Report each line of the records where "reason" occurs.

Collected data entries.
··········

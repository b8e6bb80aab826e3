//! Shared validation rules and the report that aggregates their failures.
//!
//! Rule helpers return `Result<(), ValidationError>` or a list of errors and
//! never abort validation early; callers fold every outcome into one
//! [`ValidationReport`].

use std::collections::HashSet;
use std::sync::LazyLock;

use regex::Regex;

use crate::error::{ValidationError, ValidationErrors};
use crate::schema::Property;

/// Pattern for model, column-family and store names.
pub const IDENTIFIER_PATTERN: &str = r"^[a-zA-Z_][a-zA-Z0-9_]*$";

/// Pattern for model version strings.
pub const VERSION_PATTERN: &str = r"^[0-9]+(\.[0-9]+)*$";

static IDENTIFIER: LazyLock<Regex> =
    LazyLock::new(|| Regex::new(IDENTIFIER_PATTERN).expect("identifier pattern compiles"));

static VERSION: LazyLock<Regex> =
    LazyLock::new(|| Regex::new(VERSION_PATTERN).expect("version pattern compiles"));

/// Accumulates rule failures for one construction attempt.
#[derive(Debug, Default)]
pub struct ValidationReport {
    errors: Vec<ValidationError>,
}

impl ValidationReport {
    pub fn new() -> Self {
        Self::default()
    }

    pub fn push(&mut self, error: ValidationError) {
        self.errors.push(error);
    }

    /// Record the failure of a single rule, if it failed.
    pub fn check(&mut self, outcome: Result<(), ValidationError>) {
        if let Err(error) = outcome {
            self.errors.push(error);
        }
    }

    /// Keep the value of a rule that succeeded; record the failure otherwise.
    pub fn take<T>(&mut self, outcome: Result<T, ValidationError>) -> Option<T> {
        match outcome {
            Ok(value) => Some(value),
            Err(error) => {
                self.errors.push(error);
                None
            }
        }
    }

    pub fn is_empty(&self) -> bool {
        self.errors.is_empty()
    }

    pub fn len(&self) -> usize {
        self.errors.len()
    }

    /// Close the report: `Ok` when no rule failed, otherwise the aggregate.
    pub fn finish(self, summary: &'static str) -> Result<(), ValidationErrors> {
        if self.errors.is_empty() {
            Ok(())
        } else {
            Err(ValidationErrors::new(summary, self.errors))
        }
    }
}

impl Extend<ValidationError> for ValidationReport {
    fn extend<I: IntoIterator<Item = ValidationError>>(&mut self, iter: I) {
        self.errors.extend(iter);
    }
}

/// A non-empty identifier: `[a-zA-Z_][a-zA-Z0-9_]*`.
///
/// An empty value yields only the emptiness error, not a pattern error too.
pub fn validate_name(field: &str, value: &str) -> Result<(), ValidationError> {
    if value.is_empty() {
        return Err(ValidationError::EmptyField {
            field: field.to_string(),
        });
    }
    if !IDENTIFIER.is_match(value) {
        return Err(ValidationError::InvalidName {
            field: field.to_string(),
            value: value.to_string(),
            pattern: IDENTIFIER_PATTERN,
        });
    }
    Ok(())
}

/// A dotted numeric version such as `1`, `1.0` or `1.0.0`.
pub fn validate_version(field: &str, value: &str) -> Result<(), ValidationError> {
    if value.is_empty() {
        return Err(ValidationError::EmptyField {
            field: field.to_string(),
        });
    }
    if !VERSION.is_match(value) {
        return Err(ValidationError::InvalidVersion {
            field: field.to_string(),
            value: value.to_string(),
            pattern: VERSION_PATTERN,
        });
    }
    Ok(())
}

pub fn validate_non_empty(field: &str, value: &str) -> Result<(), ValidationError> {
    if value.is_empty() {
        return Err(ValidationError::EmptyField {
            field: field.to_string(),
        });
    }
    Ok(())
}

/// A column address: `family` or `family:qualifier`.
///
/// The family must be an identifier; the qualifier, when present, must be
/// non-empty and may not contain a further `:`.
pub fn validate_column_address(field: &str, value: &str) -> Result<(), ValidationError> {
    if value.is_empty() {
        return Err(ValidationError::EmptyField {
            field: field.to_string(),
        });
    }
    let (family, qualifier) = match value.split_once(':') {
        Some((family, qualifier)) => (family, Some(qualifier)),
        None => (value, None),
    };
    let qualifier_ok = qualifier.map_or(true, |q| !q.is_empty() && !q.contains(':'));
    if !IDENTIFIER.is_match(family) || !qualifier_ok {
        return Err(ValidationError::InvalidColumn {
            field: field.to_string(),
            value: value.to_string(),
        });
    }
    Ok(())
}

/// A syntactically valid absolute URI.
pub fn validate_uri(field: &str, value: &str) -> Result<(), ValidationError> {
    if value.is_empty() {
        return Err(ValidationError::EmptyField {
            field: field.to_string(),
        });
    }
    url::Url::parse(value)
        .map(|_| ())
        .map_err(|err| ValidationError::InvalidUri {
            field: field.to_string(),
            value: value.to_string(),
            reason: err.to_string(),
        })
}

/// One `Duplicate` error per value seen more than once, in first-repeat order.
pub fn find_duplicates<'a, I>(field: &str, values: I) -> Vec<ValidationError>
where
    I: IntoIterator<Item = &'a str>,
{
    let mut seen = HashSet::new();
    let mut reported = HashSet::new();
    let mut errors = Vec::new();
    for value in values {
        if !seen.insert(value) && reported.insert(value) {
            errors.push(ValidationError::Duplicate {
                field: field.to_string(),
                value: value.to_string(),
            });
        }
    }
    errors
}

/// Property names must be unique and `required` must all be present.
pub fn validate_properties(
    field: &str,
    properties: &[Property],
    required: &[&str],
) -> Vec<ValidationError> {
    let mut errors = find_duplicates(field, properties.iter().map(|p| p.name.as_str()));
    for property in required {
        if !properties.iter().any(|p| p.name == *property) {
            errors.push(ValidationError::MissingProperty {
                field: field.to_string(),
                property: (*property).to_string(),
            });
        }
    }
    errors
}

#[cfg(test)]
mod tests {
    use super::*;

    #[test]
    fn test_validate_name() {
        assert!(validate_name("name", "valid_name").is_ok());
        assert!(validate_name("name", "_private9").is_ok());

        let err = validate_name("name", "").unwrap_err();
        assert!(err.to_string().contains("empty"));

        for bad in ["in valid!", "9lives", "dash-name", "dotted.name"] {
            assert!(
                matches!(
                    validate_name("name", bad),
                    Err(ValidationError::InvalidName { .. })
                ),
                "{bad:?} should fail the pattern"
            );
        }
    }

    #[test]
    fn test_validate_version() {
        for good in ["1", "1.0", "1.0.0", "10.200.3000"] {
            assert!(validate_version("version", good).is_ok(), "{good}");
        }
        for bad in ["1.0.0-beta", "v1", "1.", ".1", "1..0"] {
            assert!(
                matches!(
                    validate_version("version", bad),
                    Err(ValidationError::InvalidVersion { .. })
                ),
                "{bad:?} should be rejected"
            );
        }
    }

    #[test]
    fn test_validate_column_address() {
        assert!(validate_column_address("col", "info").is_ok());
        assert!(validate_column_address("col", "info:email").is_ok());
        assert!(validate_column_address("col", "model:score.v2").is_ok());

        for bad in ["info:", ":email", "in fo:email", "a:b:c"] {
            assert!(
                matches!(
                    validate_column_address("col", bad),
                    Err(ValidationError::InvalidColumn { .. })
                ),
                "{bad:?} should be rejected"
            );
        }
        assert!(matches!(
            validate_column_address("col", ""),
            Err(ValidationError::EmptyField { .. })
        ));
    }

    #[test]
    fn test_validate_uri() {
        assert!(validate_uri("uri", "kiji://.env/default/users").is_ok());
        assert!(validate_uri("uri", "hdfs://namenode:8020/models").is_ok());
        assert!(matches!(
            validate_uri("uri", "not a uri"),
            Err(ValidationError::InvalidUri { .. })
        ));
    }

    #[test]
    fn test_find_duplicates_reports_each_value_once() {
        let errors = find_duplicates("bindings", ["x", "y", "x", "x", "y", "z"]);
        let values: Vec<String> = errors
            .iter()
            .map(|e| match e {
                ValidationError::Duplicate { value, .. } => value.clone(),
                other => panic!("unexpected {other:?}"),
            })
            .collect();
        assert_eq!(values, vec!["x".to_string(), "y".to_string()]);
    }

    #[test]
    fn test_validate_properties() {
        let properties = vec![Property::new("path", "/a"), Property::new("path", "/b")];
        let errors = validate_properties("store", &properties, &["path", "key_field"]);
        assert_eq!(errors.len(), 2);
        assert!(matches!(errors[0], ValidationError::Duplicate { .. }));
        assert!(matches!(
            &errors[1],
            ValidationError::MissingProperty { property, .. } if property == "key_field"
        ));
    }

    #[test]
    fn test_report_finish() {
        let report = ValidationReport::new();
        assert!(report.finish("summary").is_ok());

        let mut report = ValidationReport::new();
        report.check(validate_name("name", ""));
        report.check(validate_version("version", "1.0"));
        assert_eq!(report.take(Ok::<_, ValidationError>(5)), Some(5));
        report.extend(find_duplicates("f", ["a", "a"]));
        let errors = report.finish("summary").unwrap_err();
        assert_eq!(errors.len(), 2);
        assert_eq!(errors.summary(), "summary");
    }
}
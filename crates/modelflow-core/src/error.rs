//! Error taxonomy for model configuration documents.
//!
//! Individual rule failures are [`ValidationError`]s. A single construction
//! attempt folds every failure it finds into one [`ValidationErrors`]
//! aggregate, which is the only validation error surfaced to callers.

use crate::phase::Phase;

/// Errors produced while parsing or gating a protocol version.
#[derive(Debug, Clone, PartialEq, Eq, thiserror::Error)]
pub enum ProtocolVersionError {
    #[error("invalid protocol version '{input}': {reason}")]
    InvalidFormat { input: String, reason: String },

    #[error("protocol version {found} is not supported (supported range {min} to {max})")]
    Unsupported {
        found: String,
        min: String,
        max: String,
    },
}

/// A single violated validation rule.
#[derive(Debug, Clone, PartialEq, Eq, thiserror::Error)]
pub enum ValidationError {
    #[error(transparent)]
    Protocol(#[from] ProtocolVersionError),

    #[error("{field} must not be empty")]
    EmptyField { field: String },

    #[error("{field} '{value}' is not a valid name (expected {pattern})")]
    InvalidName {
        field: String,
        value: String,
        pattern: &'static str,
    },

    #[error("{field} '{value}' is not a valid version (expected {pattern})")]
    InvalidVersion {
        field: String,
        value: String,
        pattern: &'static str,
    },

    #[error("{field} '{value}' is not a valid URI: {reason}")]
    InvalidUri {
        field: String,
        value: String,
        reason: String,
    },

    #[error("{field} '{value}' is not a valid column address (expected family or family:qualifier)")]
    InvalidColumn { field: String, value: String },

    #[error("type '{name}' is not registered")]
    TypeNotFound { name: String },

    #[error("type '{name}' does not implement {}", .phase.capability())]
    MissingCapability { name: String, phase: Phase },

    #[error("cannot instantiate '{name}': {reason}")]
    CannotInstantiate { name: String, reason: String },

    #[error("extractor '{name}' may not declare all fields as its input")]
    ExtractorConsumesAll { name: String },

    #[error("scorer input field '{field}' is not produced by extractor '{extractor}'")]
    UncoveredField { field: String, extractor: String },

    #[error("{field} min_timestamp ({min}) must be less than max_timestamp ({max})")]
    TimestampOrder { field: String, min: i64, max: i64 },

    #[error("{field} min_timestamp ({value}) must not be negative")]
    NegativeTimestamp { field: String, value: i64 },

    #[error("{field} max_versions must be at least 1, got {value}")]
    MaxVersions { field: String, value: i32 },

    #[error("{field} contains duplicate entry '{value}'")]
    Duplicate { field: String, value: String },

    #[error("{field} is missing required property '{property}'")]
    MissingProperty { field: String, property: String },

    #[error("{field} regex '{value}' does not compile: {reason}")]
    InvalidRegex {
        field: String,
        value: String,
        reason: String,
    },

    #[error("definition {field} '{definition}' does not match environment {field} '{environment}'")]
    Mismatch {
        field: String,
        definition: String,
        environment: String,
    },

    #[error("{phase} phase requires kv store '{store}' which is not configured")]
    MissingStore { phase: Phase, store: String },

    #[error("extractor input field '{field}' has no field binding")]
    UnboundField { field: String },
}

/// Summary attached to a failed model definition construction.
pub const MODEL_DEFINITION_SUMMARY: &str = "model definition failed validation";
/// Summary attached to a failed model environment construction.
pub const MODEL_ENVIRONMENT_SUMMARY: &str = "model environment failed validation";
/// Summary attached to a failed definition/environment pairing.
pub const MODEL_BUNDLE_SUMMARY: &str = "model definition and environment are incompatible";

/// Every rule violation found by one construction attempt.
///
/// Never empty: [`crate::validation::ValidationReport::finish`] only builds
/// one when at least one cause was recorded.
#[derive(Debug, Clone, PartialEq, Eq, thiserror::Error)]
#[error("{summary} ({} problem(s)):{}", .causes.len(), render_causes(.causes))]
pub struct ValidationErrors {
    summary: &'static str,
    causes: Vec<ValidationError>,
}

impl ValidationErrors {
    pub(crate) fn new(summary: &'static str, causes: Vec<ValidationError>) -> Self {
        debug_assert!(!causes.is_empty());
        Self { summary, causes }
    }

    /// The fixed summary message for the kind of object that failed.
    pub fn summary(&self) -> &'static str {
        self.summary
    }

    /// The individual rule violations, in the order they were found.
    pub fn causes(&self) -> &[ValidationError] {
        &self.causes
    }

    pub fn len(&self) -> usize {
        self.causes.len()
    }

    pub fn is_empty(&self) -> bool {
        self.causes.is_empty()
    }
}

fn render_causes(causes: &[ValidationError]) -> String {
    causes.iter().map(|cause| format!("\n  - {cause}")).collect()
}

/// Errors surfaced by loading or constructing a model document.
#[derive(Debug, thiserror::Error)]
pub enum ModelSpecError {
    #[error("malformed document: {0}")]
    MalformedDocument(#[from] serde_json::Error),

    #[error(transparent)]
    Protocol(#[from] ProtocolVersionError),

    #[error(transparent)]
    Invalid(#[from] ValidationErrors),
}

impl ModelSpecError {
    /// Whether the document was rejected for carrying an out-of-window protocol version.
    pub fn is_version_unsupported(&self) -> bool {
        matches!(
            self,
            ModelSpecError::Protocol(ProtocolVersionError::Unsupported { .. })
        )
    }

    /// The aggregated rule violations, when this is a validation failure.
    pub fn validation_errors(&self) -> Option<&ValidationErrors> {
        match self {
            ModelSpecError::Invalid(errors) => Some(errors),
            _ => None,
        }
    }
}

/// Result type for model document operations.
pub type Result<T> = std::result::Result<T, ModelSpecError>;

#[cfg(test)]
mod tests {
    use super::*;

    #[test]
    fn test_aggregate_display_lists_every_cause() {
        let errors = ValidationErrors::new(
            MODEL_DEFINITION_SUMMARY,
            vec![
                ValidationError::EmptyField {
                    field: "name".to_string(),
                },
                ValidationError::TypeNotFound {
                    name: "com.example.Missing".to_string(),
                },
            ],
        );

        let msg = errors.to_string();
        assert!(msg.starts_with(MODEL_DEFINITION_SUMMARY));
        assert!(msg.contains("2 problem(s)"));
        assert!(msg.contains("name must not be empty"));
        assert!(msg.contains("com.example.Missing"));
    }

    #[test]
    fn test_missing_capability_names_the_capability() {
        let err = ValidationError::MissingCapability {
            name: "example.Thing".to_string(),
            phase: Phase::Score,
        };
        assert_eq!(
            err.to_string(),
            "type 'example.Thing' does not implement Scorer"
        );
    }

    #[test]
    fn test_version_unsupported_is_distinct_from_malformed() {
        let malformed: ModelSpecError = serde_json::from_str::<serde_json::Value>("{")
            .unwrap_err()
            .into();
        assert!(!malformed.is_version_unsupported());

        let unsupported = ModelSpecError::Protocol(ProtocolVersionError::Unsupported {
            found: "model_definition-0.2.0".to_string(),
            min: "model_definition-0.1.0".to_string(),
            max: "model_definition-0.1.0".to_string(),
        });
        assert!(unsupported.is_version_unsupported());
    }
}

··········

Solution.
            reason: err.to_string(),
    #[error("invalid protocol version '{input}': {reason}")]
    InvalidFormat { input: String, reason: String },
    #[error("{field} '{value}' is not a valid URI: {reason}")]
        reason: String,
    #[error("cannot instantiate '{name}': {reason}")]
    CannotInstantiate { name: String, reason: String },
    #[error("{field} regex '{value}' does not compile: {reason}")]
        reason: String,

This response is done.